§ **Dataset records**
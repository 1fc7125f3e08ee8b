use std::{
    collections::BTreeMap,
    path::{Path, PathBuf},
};

use geo::Coord;
use image::RgbImage;

use crate::{error::Result, geometry::Contour};

/// Four ordered corners of an OCR box.
pub type Quad = [Coord<f32>; 4];

/// One recognised token from the external OCR engine.
#[derive(Debug, Clone, PartialEq)]
pub struct OcrPrediction {
    pub text: String,
    pub quad: Quad,
}

impl OcrPrediction {
    pub fn new(text: impl Into<String>, quad: [(f32, f32); 4]) -> Self {
        Self {
            text: text.into(),
            quad: quad.map(|(x, y)| Coord { x, y }),
        }
    }

    /// Convenience for axis-aligned boxes, corners clockwise from top-left.
    pub fn from_rect(text: impl Into<String>, x: f32, y: f32, width: f32, height: f32) -> Self {
        Self::new(
            text,
            [
                (x, y),
                (x + width, y),
                (x + width, y + height),
                (x, y + height),
            ],
        )
    }
}

/// A padded OCR box whose text was accepted as a plate label.
#[derive(Debug, Clone, PartialEq)]
pub struct LabelBox {
    pub label: char,
    pub quad: Quad,
}

/// A height or scale-bar annotation such as `"5 mm"`.
#[derive(Debug, Clone, PartialEq)]
pub struct HeightBox {
    pub text: String,
    pub quad: Quad,
}

#[derive(Debug, Clone, PartialEq)]
pub enum RegionMember {
    Contour { index: usize, contour: Contour },
    /// The label's own text box; painted into the mask even though it is not
    /// artwork.
    LabelBox(Quad),
}

#[derive(Debug, Clone, Default, PartialEq)]
pub struct Region {
    pub members: Vec<RegionMember>,
    pub height: Option<Quad>,
}

impl Region {
    pub fn contour_indices(&self) -> impl Iterator<Item = usize> + '_ {
        self.members.iter().filter_map(|member| match member {
            RegionMember::Contour { index, .. } => Some(*index),
            RegionMember::LabelBox(_) => None,
        })
    }
}

pub type LabelRegions = BTreeMap<char, Region>;

/// One cropped sub-illustration, same size as the source plate.
#[derive(Debug, Clone)]
pub struct Segment {
    pub label: char,
    pub image: RgbImage,
}

#[derive(Debug, Clone, Default)]
pub struct Segmentation {
    pub segments: Vec<Segment>,
    /// Set when extraction stopped at the iteration cap.
    pub partial: bool,
}

impl Segmentation {
    pub fn labels(&self) -> Vec<char> {
        self.segments.iter().map(|it| it.label).collect()
    }

    /// Writes every segment into `dir` as
    /// `<source stem>-<LABEL>.<source ext>`.
    pub fn save_all(&self, dir: &Path, source: &Path) -> Result<Vec<PathBuf>> {
        let base = source
            .file_stem()
            .map(|it| it.to_string_lossy().into_owned())
            .unwrap_or_default();
        let ext = source
            .extension()
            .map(|it| it.to_string_lossy().into_owned())
            .unwrap_or_else(|| "png".to_string());
        std::fs::create_dir_all(dir)?;
        self.segments
            .iter()
            .map(|segment| {
                let path = dir.join(output_name(&base, segment.label, &ext));
                segment.image.save(&path)?;
                log::debug!("Wrote segment {}", path.display());
                Ok(path)
            })
            .collect()
    }
}

pub fn output_name(base: &str, label: char, ext: &str) -> String {
    format!("{base}-{}.{ext}", label.to_ascii_uppercase())
}

/// Contiguous labels `A, B, ...` for a plate with `count` sub-illustrations.
pub fn labels_for(count: usize) -> Vec<char> {
    if count > 26 {
        log::warn!("Plate claims {count} labels, only A-Z are supported.");
    }
    ('A'..='Z').take(count).collect()
}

§ **Task requirements**
Identify the lines above with the word "text". Copy them.

§ **Response for this exercise**
    pub text: String,
    pub fn new(text: impl Into<String>, quad: [(f32, f32); 4]) -> Self {
            text: text.into(),
    pub fn from_rect(text: impl Into<String>, x: f32, y: f32, width: f32, height: f32) -> Self {
            text,
/// A padded OCR box whose text was accepted as a plate label.
    pub text: String,
    /// The label's own text box; painted into the mask even though it is not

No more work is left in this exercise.